I Knew DSA But Couldn't Solve Problems

How changing my approach from concepts to patterns completely changed my DSA journey.

Satvik Sharma
Satvik Sharma
4 min readJun 24, 2026
I Knew DSA But Couldn't Solve Problems

When I started learning DSA during my college days, my preparation strategy was exactly what most people recommend.

  • Learn a concept.
  • Write notes on paper.
  • Practice a few questions.
  • Move to the next topic.

Arrays.

Linked Lists.

Stacks.

Queues.

Trees.

Graphs.

Dynamic Programming.

Everything felt organized.

I had notebooks full of notes. I knew the theory. I remembered the time complexities. I could even explain concepts to my friends.

At that point, I genuinely believed I was making progress.

But slowly something started happening.

As I moved to newer topics, I began forgetting older ones.

So naturally, I started revising.

Again.

And again.

And again.


Concepts fading from memory


Even after revision, there was one problem.

Questions were not getting solved.

Whenever I opened a new problem on LeetCode, my mind simply went blank.

I knew HashMaps.

I knew heaps.

I knew sorting.

I knew time complexities.

Yet I had no idea where to begin.

At first, I thought the issue was revision.

Maybe I had forgotten the concepts.

So I revised everything again.

The result was exactly the same.

That was when I realized something important.

I had learned DSA concept wise.

But interviews ask questions pattern wise.

Companies do not ask:

"Explain HashMap."

Instead, they ask:

"Solve this problem."

And your job is to recognize the underlying pattern.


Placement interview pressure


That realization completely changed my preparation strategy.

I started learning about patterns.

  • Sliding Window
  • Two Pointers
  • Prefix Sum
  • Binary Search
  • Top K Elements
  • Monotonic Stack
  • Backtracking
  • Greedy
  • Dynamic Programming patterns

For the first time, things started making sense.

I stopped asking:

"Which concept is this?"

And started asking:

"Which pattern is this problem following?"

That single shift changed everything.


Discovering DSA patterns


Since I already knew the concepts, I stopped spending all my time revising theory.

Instead, I started directly solving questions.

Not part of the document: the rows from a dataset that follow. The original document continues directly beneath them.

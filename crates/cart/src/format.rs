//! Display formatting for prices.

use rust_decimal::{Decimal, RoundingStrategy};

/// Format an amount for display in Swedish kronor.
///
/// Rounds to the nearest whole krona (halves away from zero) and appends
/// the `kr` suffix: `59.97` becomes `"60 kr"`. Display-only; stored cart
/// state always keeps the exact amounts.
#[must_use]
pub fn format_price_sek(amount: Decimal) -> String {
    let rounded = amount.round_dp_with_strategy(0, RoundingStrategy::MidpointAwayFromZero);
    format!("{rounded} kr")
}
// Identity and refresh-session persistence
//
// The backing store is an external collaborator, so access goes through the
// `UserRepository`/`SessionRepository` traits. `PgAuthStore` is the Postgres
// implementation; `MemoryAuthStore` backs the test suite and embedded setups.
//
// Refresh tokens are persisted as SHA-256 digests, never raw: a leaked store
// dump cannot be replayed as a live token.

use crate::auth::{
    error::AuthError,
    models::{RefreshSession, Role, User},
};
use async_trait::async_trait;
use chrono::{DateTime, Utc};
use sha2::{Digest, Sha256};
use sqlx::PgPool;
use std::collections::HashMap;
use std::sync::Arc;
use tokio::sync::RwLock;
use uuid::Uuid;

/// Digest a refresh token for at-rest storage and lookup
pub fn hash_token(token: &str) -> String {
    let mut hasher = Sha256::new();
    hasher.update(token.as_bytes());
    format!("{:x}", hasher.finalize())
}

/// Identity record operations
#[async_trait]
pub trait UserRepository: Send + Sync {
    async fn create_user(&self, user: &User) -> Result<(), AuthError>;
    async fn find_by_id(&self, id: Uuid) -> Result<Option<User>, AuthError>;
    async fn find_by_username(&self, username: &str) -> Result<Option<User>, AuthError>;
    async fn username_exists(&self, username: &str) -> Result<bool, AuthError>;
    /// Delete the identity record. Cascading removal of authored content is
    /// the backing store's concern (FK cascade in Postgres).
    async fn delete_user(&self, id: Uuid) -> Result<(), AuthError>;
}

/// Refresh-session operations. At most one live session exists per identity;
/// `save_session` replaces whatever was there before.
#[async_trait]
pub trait SessionRepository: Send + Sync {
    async fn save_session(
        &self,
        user_id: Uuid,
        token_hash: &str,
        expires_at: DateTime<Utc>,
    ) -> Result<(), AuthError>;

    /// True iff a session exists for the identity, is unexpired, and its
    /// stored digest equals `token_hash` exactly.
    async fn validate_session(&self, user_id: Uuid, token_hash: &str) -> Result<bool, AuthError>;

    /// Remove the session. Idempotent: clearing an absent session succeeds.
    async fn clear_session(&self, user_id: Uuid) -> Result<(), AuthError>;
}

/// Combined store surface the auth service is wired over. Blanket-implemented
/// so any type providing both repositories can be used as an `Arc<dyn
/// AuthStore>` trait object.
pub trait AuthStore: UserRepository + SessionRepository {}

impl<T: UserRepository + SessionRepository> AuthStore for T {}

// ============================================================================
// Postgres implementation
// ============================================================================

/// Raw row shape; `role` converts on the way out
#[derive(sqlx::FromRow)]
struct UserRow {
    id: Uuid,
    username: String,
    password_hash: String,
    role: String,
    avatar: Option<String>,
    followers: Vec<Uuid>,
    following: Vec<Uuid>,
    favorites: Vec<Uuid>,
    created_at: DateTime<Utc>,
}

impl TryFrom<UserRow> for User {
    type Error = AuthError;

    fn try_from(row: UserRow) -> Result<Self, AuthError> {
        let role: Role = row
            .role
            .parse()
            .map_err(|e: String| AuthError::Store(e))?;
        Ok(User {
            id: row.id,
            username: row.username,
            password_hash: row.password_hash,
            role,
            avatar: row.avatar,
            followers: row.followers,
            following: row.following,
            favorites: row.favorites,
            created_at: row.created_at,
        })
    }
}

/// Postgres-backed identity and session store
#[derive(Clone)]
pub struct PgAuthStore {
    pool: PgPool,
}

impl PgAuthStore {
    pub fn new(pool: PgPool) -> Self {
        Self { pool }
    }
}

const USER_COLUMNS: &str =
    "id, username, password_hash, role, avatar, followers, following, favorites, created_at";

#[async_trait]
impl UserRepository for PgAuthStore {
    async fn create_user(&self, user: &User) -> Result<(), AuthError> {
        sqlx::query(
            "INSERT INTO users (id, username, password_hash, role, avatar, followers, following, favorites, created_at)
             VALUES ($1, $2, $3, $4, $5, $6, $7, $8, $9)",
        )
        .bind(user.id)
        .bind(&user.username)
        .bind(&user.password_hash)
        .bind(user.role.to_string())
        .bind(&user.avatar)
        .bind(&user.followers)
        .bind(&user.following)
        .bind(&user.favorites)
        .bind(user.created_at)
        .execute(&self.pool)
        .await
        .map_err(|e| {
            // Two concurrent registrations can race past the existence
            // check; the unique constraint is the backstop
            if let sqlx::Error::Database(db_err) = &e {
                if db_err.is_unique_violation() {
                    return AuthError::UsernameTaken;
                }
            }
            AuthError::Store(e.to_string())
        })?;

        Ok(())
    }

    async fn find_by_id(&self, id: Uuid) -> Result<Option<User>, AuthError> {
        let row = sqlx::query_as::<_, UserRow>(&format!(
            "SELECT {USER_COLUMNS} FROM users WHERE id = $1"
        ))
        .bind(id)
        .fetch_optional(&self.pool)
        .await?;

        row.map(User::try_from).transpose()
    }

    async fn find_by_username(&self, username: &str) -> Result<Option<User>, AuthError> {
        let row = sqlx::query_as::<_, UserRow>(&format!(
            "SELECT {USER_COLUMNS} FROM users WHERE username = $1"
        ))
        .bind(username)
        .fetch_optional(&self.pool)
        .await?;

        row.map(User::try_from).transpose()
    }

    async fn username_exists(&self, username: &str) -> Result<bool, AuthError> {
        let exists: (bool,) = sqlx::query_as(
            "SELECT EXISTS(SELECT 1 FROM users WHERE LOWER(username) = LOWER($1))",
        )
        .bind(username)
        .fetch_one(&self.pool)
        .await?;

        Ok(exists.0)
    }

    async fn delete_user(&self, id: Uuid) -> Result<(), AuthError> {
        sqlx::query("DELETE FROM users WHERE id = $1")
            .bind(id)
            .execute(&self.pool)
            .await?;

        Ok(())
    }
}

#[async_trait]
impl SessionRepository for PgAuthStore {
    async fn save_session(
        &self,
        user_id: Uuid,
        token_hash: &str,
        expires_at: DateTime<Utc>,
    ) -> Result<(), AuthError> {
        // Upsert on the per-user primary key: the previous session, if any,
        // is overwritten atomically
        sqlx::query(
            "INSERT INTO refresh_sessions (user_id, token_hash, expires_at)
             VALUES ($1, $2, $3)
             ON CONFLICT (user_id) DO UPDATE
             SET token_hash = EXCLUDED.token_hash,
                 expires_at = EXCLUDED.expires_at,
                 created_at = NOW()",
        )
        .bind(user_id)
        .bind(token_hash)
        .bind(expires_at)
        .execute(&self.pool)
        .await?;

        Ok(())
    }

    async fn validate_session(&self, user_id: Uuid, token_hash: &str) -> Result<bool, AuthError> {
        let valid: (bool,) = sqlx::query_as(
            "SELECT EXISTS(
                 SELECT 1 FROM refresh_sessions
                 WHERE user_id = $1 AND token_hash = $2 AND expires_at > NOW()
             )",
        )
        .bind(user_id)
        .bind(token_hash)
        .fetch_one(&self.pool)
        .await?;

        Ok(valid.0)
    }

    async fn clear_session(&self, user_id: Uuid) -> Result<(), AuthError> {
        sqlx::query("DELETE FROM refresh_sessions WHERE user_id = $1")
            .bind(user_id)
            .execute(&self.pool)
            .await?;

        Ok(())
    }
}

// ============================================================================
// In-memory implementation
// ============================================================================

/// In-memory identity and session store. Backs the test suite; the same
/// trait surface as `PgAuthStore` so services and routers are store-agnostic.
#[derive(Clone, Default)]
pub struct MemoryAuthStore {
    users: Arc<RwLock<HashMap<Uuid, User>>>,
    sessions: Arc<RwLock<HashMap<Uuid, RefreshSession>>>,
}

impl MemoryAuthStore {
    pub fn new() -> Self {
        Self::default()
    }
}

#[async_trait]
impl UserRepository for MemoryAuthStore {
    async fn create_user(&self, user: &User) -> Result<(), AuthError> {
        let mut users = self.users.write().await;
        let taken = users
            .values()
            .any(|u| u.username.eq_ignore_ascii_case(&user.username));
        if taken {
            return Err(AuthError::UsernameTaken);
        }
        users.insert(user.id, user.clone());
        Ok(())
    }

    async fn find_by_id(&self, id: Uuid) -> Result<Option<User>, AuthError> {
        Ok(self.users.read().await.get(&id).cloned())
    }

    async fn find_by_username(&self, username: &str) -> Result<Option<User>, AuthError> {
        Ok(self
            .users
            .read()
            .await
            .values()
            .find(|u| u.username == username)
            .cloned())
    }

    async fn username_exists(&self, username: &str) -> Result<bool, AuthError> {
        Ok(self
            .users
            .read()
            .await
            .values()
            .any(|u| u.username.eq_ignore_ascii_case(username)))
    }

    async fn delete_user(&self, id: Uuid) -> Result<(), AuthError> {
        self.users.write().await.remove(&id);
        self.sessions.write().await.remove(&id);
        Ok(())
    }
}

#[async_trait]
impl SessionRepository for MemoryAuthStore {
    async fn save_session(
        &self,
        user_id: Uuid,
        token_hash: &str,
        expires_at: DateTime<Utc>,
    ) -> Result<(), AuthError> {
        self.sessions.write().await.insert(
            user_id,
            RefreshSession {
                user_id,
                token_hash: token_hash.to_string(),
                expires_at,
                created_at: Utc::now(),
            },
        );
        Ok(())
    }

    async fn validate_session(&self, user_id: Uuid, token_hash: &str) -> Result<bool, AuthError> {
        Ok(self
            .sessions
            .read()
            .await
            .get(&user_id)
            .map(|s| s.token_hash == token_hash && s.expires_at > Utc::now())
            .unwrap_or(false))
    }

    async fn clear_session(&self, user_id: Uuid) -> Result<(), AuthError> {
        self.sessions.write().await.remove(&user_id);
        Ok(())
    }
}
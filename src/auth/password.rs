// Password hashing and verification service
//
// Plaintext passwords stop at this boundary: they are hashed immediately and
// never logged, stored, or transmitted in a recoverable form.

use crate::auth::error::AuthError;
use argon2::{
    password_hash::SaltString, Argon2, PasswordHash, PasswordHasher, PasswordVerifier,
};
use rand::rngs::OsRng;

/// Password service for hashing and verification
pub struct PasswordService;

impl PasswordService {
    /// Hash a password using Argon2id with a fresh random salt.
    /// Two calls with the same input produce different hashes; both verify.
    pub fn hash_password(password: &str) -> Result<String, AuthError> {
        let salt = SaltString::generate(&mut OsRng);

        let hash = Argon2::default()
            .hash_password(password.as_bytes(), &salt)
            .map_err(|_| AuthError::PasswordHash)?;

        Ok(hash.to_string())
    }

    /// Verify a password against a stored PHC hash string.
    /// Returns false (never errors) on a malformed hash; Argon2's internal
    /// comparison is constant-time.
    pub fn verify_password(password: &str, hash: &str) -> bool {
        let parsed = match PasswordHash::new(hash) {
            Ok(parsed) => parsed,
            Err(_) => return false,
        };

        Argon2::default()
            .verify_password(password.as_bytes(), &parsed)
            .is_ok()
    }
}

#[cfg(test)]
mod tests {
    use super::*;
    use proptest::prelude::*;

    #[test]
    fn test_hash_and_verify_round_trip() {
        let hash = PasswordService::hash_password("Secret123").unwrap();
        assert!(PasswordService::verify_password("Secret123", &hash));
        assert!(!PasswordService::verify_password("Secret124", &hash));
    }

    #[test]
    fn test_same_password_hashes_differently() {
        let first = PasswordService::hash_password("Secret123").unwrap();
        let second = PasswordService::hash_password("Secret123").unwrap();

        // Salted: the strings differ, both still verify
        assert_ne!(first, second);
        assert!(PasswordService::verify_password("Secret123", &first));
        assert!(PasswordService::verify_password("Secret123", &second));
    }

    #[test]
    fn test_malformed_hash_verifies_false() {
        assert!(!PasswordService::verify_password("Secret123", ""));
        assert!(!PasswordService::verify_password("Secret123", "not-a-phc-string"));
        assert!(!PasswordService::verify_password("Secret123", "$argon2id$garbage"));
    }

    #[test]
    fn test_hash_never_contains_plaintext() {
        let hash = PasswordService::hash_password("hunter2hunter2").unwrap();
        assert!(!hash.contains("hunter2"));
    }

    proptest! {
        // Verification succeeds for any password we hashed, fails for a
        // different one. Argon2 is slow by construction, so keep cases low.
        #![proptest_config(ProptestConfig::with_cases(8))]
        #[test]
        fn prop_verify_matches_only_original(
            password in "[a-zA-Z0-9]{8,24}",
            other in "[a-zA-Z0-9]{8,24}"
        ) {
            let hash = PasswordService::hash_password(&password).unwrap();
            prop_assert!(PasswordService::verify_password(&password, &hash));
            if other != password {
                prop_assert!(!PasswordService::verify_password(&other, &hash));
            }
        }
    }
}
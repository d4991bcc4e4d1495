// JWT issuance and verification service
//
// Access and refresh tokens are signed with distinct secrets so a leaked
// access secret cannot be used to forge refresh tokens. Verification keeps
// expiry and signature failures distinguishable: clients refresh on the
// former and force a full logout on the latter.

use crate::auth::{error::AuthError, models::Role};
use crate::config::AuthConfig;
use chrono::Utc;
use jsonwebtoken::{
    decode, encode, errors::ErrorKind, DecodingKey, EncodingKey, Header, Validation,
};
use serde::{Deserialize, Serialize};
use uuid::Uuid;

/// Claims carried by an access token
#[derive(Debug, Clone, Serialize, Deserialize)]
pub struct AccessClaims {
    /// Identity id
    pub sub: Uuid,
    pub role: Role,
    /// Issued-at timestamp (seconds since epoch)
    pub iat: i64,
    /// Expiration timestamp (seconds since epoch)
    pub exp: i64,
}

/// Claims carried by a refresh token
#[derive(Debug, Clone, Serialize, Deserialize)]
pub struct RefreshClaims {
    /// Identity id
    pub sub: Uuid,
    pub iat: i64,
    pub exp: i64,
}

/// Token service for signing and verifying both token kinds
pub struct TokenService {
    access_secret: String,
    refresh_secret: String,
    access_ttl_secs: i64,
    refresh_ttl_secs: i64,
}

impl TokenService {
    /// Create a token service from the auth configuration.
    /// Fails when the two signing secrets are identical.
    pub fn new(config: &AuthConfig) -> Result<Self, AuthError> {
        if config.access_secret == config.refresh_secret {
            return Err(AuthError::TokenIssue(
                "access and refresh secrets must differ".to_string(),
            ));
        }

        Ok(Self {
            access_secret: config.access_secret.clone(),
            refresh_secret: config.refresh_secret.clone(),
            access_ttl_secs: config.access_ttl_secs,
            refresh_ttl_secs: config.refresh_ttl_secs,
        })
    }

    /// Refresh-token lifetime in seconds; the session store uses the same
    /// horizon for the persisted expiry.
    pub fn refresh_ttl_secs(&self) -> i64 {
        self.refresh_ttl_secs
    }

    /// Sign an access token for the given identity
    pub fn issue_access_token(&self, user_id: Uuid, role: Role) -> Result<String, AuthError> {
        let now = Utc::now().timestamp();
        let claims = AccessClaims {
            sub: user_id,
            role,
            iat: now,
            exp: now + self.access_ttl_secs,
        };

        encode(
            &Header::default(),
            &claims,
            &EncodingKey::from_secret(self.access_secret.as_bytes()),
        )
        .map_err(|e| AuthError::TokenIssue(e.to_string()))
    }

    /// Sign a refresh token for the given identity
    pub fn issue_refresh_token(&self, user_id: Uuid) -> Result<String, AuthError> {
        let now = Utc::now().timestamp();
        let claims = RefreshClaims {
            sub: user_id,
            iat: now,
            exp: now + self.refresh_ttl_secs,
        };

        encode(
            &Header::default(),
            &claims,
            &EncodingKey::from_secret(self.refresh_secret.as_bytes()),
        )
        .map_err(|e| AuthError::TokenIssue(e.to_string()))
    }

    /// Verify an access token and return its claims
    pub fn verify_access(&self, token: &str) -> Result<AccessClaims, AuthError> {
        decode::<AccessClaims>(
            token,
            &DecodingKey::from_secret(self.access_secret.as_bytes()),
            &Validation::default(),
        )
        .map(|data| data.claims)
        .map_err(map_jwt_error)
    }

    /// Verify a refresh token's signature and expiry. The stored session
    /// still has to be checked before the token is accepted.
    pub fn verify_refresh(&self, token: &str) -> Result<RefreshClaims, AuthError> {
        decode::<RefreshClaims>(
            token,
            &DecodingKey::from_secret(self.refresh_secret.as_bytes()),
            &Validation::default(),
        )
        .map(|data| data.claims)
        .map_err(map_jwt_error)
    }
}

fn map_jwt_error(err: jsonwebtoken::errors::Error) -> AuthError {
    match err.kind() {
        ErrorKind::ExpiredSignature => AuthError::TokenExpired,
        _ => AuthError::TokenInvalid,
    }
}
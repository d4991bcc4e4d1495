// Session-maintaining HTTP client module
// Keeps a long-lived signed-in session alive: bearer-token attachment,
// refresh-then-retry on expired tokens, single-flight refresh, and a
// proactive expiry monitor. Forced logouts are surfaced explicitly.

pub mod error;
pub mod session;
pub mod storage;

pub use error::ClientError;
pub use session::{SessionClient, SessionStatus};
pub use storage::{FileTokenStorage, MemoryTokenStorage, TokenPair, TokenStorage};
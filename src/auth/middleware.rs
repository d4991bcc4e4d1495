// Authentication middleware for protected routes

use crate::auth::error::AuthError;
use crate::auth::models::Role;
use axum::{
    async_trait,
    extract::FromRequestParts,
    http::{header, request::Parts},
};
use uuid::Uuid;

pub use crate::auth::service::SharedAuthService;

/// Authenticated identity extractor for protected routes.
///
/// Verifies the bearer access token and loads the identity it names; the
/// request is rejected before any handler logic runs when the header is
/// missing, the token fails verification, or the identity no longer exists
/// (deleted after the token was issued).
#[derive(Debug, Clone)]
pub struct AuthenticatedUser {
    pub id: Uuid,
    pub username: String,
    pub role: Role,
}

#[async_trait]
impl FromRequestParts<SharedAuthService> for AuthenticatedUser {
    type Rejection = AuthError;

    async fn from_request_parts(
        parts: &mut Parts,
        service: &SharedAuthService,
    ) -> Result<Self, Self::Rejection> {
        let auth_header = parts
            .headers
            .get(header::AUTHORIZATION)
            .ok_or(AuthError::MissingToken)?
            .to_str()
            .map_err(|_| AuthError::TokenInvalid)?;

        let token = auth_header
            .strip_prefix("Bearer ")
            .ok_or(AuthError::TokenInvalid)?;

        let user = service.authenticate(token).await?;

        Ok(AuthenticatedUser {
            id: user.id,
            username: user.username,
            role: user.role,
        })
    }
}
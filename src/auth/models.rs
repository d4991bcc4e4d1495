// Identity data model and request/response DTOs
//
// Request bodies are strict: unknown or missing fields are rejected at the
// boundary instead of being read optimistically.

use chrono::{DateTime, Utc};
use serde::{Deserialize, Serialize};
use std::fmt;
use utoipa::ToSchema;
use uuid::Uuid;
use validator::Validate;

/// Account role. Binary by design: everything beyond admin/user is out of
/// scope for this platform.
#[derive(Debug, Clone, Copy, PartialEq, Eq, Serialize, Deserialize, ToSchema)]
#[serde(rename_all = "lowercase")]
pub enum Role {
    User,
    Admin,
}

impl Default for Role {
    fn default() -> Self {
        Role::User
    }
}

impl fmt::Display for Role {
    fn fmt(&self, f: &mut fmt::Formatter<'_>) -> fmt::Result {
        match self {
            Role::User => write!(f, "user"),
            Role::Admin => write!(f, "admin"),
        }
    }
}

impl std::str::FromStr for Role {
    type Err = String;

    fn from_str(s: &str) -> Result<Self, Self::Err> {
        match s {
            "user" => Ok(Role::User),
            "admin" => Ok(Role::Admin),
            other => Err(format!("unknown role: {}", other)),
        }
    }
}

/// Identity record. Social-graph and engagement edges are owned here but
/// written by external collaborators; the auth core reads them for stats only.
#[derive(Debug, Clone)]
pub struct User {
    pub id: Uuid,
    pub username: String,
    pub password_hash: String,
    pub role: Role,
    pub avatar: Option<String>,
    pub followers: Vec<Uuid>,
    pub following: Vec<Uuid>,
    pub favorites: Vec<Uuid>,
    pub created_at: DateTime<Utc>,
}

impl User {
    /// Build a fresh identity for registration. Id is generated here and
    /// never changes afterwards.
    pub fn new(username: String, password_hash: String) -> Self {
        Self {
            id: Uuid::new_v4(),
            username,
            password_hash,
            role: Role::default(),
            avatar: None,
            followers: Vec::new(),
            following: Vec::new(),
            favorites: Vec::new(),
            created_at: Utc::now(),
        }
    }
}

/// Persisted refresh session: one per identity, replaced on every
/// login/rotation. The token is stored as a digest, never raw.
#[derive(Debug, Clone)]
pub struct RefreshSession {
    pub user_id: Uuid,
    pub token_hash: String,
    pub expires_at: DateTime<Utc>,
    pub created_at: DateTime<Utc>,
}

/// Registration request DTO
#[derive(Debug, Serialize, Deserialize, Validate, ToSchema)]
#[serde(deny_unknown_fields)]
pub struct RegisterRequest {
    #[validate(
        length(min = 3, max = 20),
        custom = "crate::validation::validate_username"
    )]
    pub username: String,
    #[validate(length(min = 8))]
    pub password: String,
    #[validate(length(min = 1, max = 16))]
    pub captcha: String,
}

/// Login request DTO
#[derive(Debug, Serialize, Deserialize, Validate, ToSchema)]
#[serde(deny_unknown_fields)]
pub struct LoginRequest {
    #[validate(length(min = 3, max = 20))]
    pub username: String,
    pub password: String,
    #[validate(length(min = 1, max = 16))]
    pub captcha: String,
}

/// Token refresh request DTO
#[derive(Debug, Serialize, Deserialize, Validate, ToSchema)]
#[serde(deny_unknown_fields)]
pub struct RefreshRequest {
    #[validate(length(min = 1))]
    pub refresh_token: String,
}

/// Engagement counts surfaced through /auth/me
#[derive(Debug, Clone, Serialize, Deserialize, ToSchema)]
pub struct UserStats {
    pub followers: usize,
    pub following: usize,
    pub favorites: usize,
}

/// Public view of an identity (never includes the password hash)
#[derive(Debug, Clone, Serialize, Deserialize, ToSchema)]
pub struct UserResponse {
    pub id: Uuid,
    pub username: String,
    pub avatar: Option<String>,
    pub join_date: DateTime<Utc>,
    pub stats: UserStats,
}

impl From<User> for UserResponse {
    fn from(user: User) -> Self {
        Self {
            id: user.id,
            username: user.username,
            avatar: user.avatar,
            join_date: user.created_at,
            stats: UserStats {
                followers: user.followers.len(),
                following: user.following.len(),
                favorites: user.favorites.len(),
            },
        }
    }
}

/// Successful login response
#[derive(Debug, Serialize, Deserialize, ToSchema)]
pub struct AuthResponse {
    pub access_token: String,
    pub refresh_token: String,
    pub user: UserResponse,
}

/// Successful refresh response. Both tokens are returned because the
/// refresh token rotates on every use.
#[derive(Debug, Serialize, Deserialize, ToSchema)]
pub struct RefreshResponse {
    pub access_token: String,
    pub refresh_token: String,
}

/// Simple message envelope (registration)
#[derive(Debug, Serialize, Deserialize, ToSchema)]
pub struct MessageResponse {
    pub message: String,
}

/// Simple success envelope (logout, account deletion)
#[derive(Debug, Serialize, Deserialize, ToSchema)]
pub struct SuccessResponse {
    pub success: bool,
}

#[cfg(test)]
mod tests {
    use super::*;

    #[test]
    fn test_new_user_defaults() {
        let user = User::new("alice".to_string(), "$argon2id$stub".to_string());
        assert_eq!(user.role, Role::User);
        assert!(user.avatar.is_none());
        assert!(user.followers.is_empty());
    }

    #[test]
    fn test_role_round_trip() {
        for role in [Role::User, Role::Admin] {
            let parsed: Role = role.to_string().parse().unwrap();
            assert_eq!(parsed, role);
        }
        assert!("moderator".parse::<Role>().is_err());
    }

    #[test]
    fn test_user_response_excludes_hash_and_counts_edges() {
        let mut user = User::new("bob".to_string(), "$argon2id$stub".to_string());
        user.followers = vec![Uuid::new_v4(), Uuid::new_v4()];
        user.favorites = vec![Uuid::new_v4()];

        let response = UserResponse::from(user);
        assert_eq!(response.stats.followers, 2);
        assert_eq!(response.stats.following, 0);
        assert_eq!(response.stats.favorites, 1);

        let json = serde_json::to_string(&response).unwrap();
        assert!(!json.contains("password"));
    }

    #[test]
    fn test_register_request_rejects_unknown_fields() {
        let raw = r#"{"username":"alice","password":"Secret123","captcha":"AB12","admin":true}"#;
        assert!(serde_json::from_str::<RegisterRequest>(raw).is_err());
    }

    #[test]
    fn test_register_request_validation() {
        use validator::Validate;

        let ok = RegisterRequest {
            username: "alice_01".to_string(),
            password: "Secret123".to_string(),
            captcha: "AB12".to_string(),
        };
        assert!(ok.validate().is_ok());

        let short = RegisterRequest {
            username: "al".to_string(),
            password: "Secret123".to_string(),
            captcha: "AB12".to_string(),
        };
        assert!(short.validate().is_err());

        let bad_chars = RegisterRequest {
            username: "alice!".to_string(),
            password: "Secret123".to_string(),
            captcha: "AB12".to_string(),
        };
        assert!(bad_chars.validate().is_err());
    }
}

For example, I picked Top K Frequent Elements.

I gave myself 25 minutes.

No YouTube.

No editorial.

No hints.

I simply wrote whatever came to my mind.

Sometimes it was brute force.

Sometimes it was partially optimized.

Sometimes it was completely wrong.

But I realized that struggling with a problem teaches more than watching ten solution videos.

After writing my code, I used AI to review it.

I would ask questions like:

  • Why is this approach slow?
  • What bottlenecks exist?
  • Can this be optimized?
  • Which data structure would work better?
  • What am I missing?

Only after understanding my mistakes would I ask for the optimal solution.

This process taught me far more than simply memorizing answers.


AI assisted learning


Today, my approach looks like this:

  1. Pick a pattern.
  2. Solve multiple questions from that pattern.
  3. Give yourself enough time to think.
  4. Write the brute force solution first.
  5. Review your code.
  6. Understand the optimization.
  7. Move to the next problem.

The biggest lesson I learned is this:

Concepts teach you the tools.

Patterns teach you when to use those tools.

You can know every data structure and every algorithm.

But if you cannot recognize patterns, interviews will still feel difficult.

And if you are currently feeling that DSA is impossible despite studying for months, maybe the problem is not your effort.

Maybe the problem is simply the approach.

Because in DSA, knowing is very different from solving.

And solving is what interviews actually test.


Final realization


Final Thoughts

If I could go back and advise my college self, I would say only one thing:

Learn concepts once.

Practice patterns many times.

Because interviews do not test how much theory you remember.

They test whether you can recognize a problem and solve it.

And that skill comes only from patterns and practice.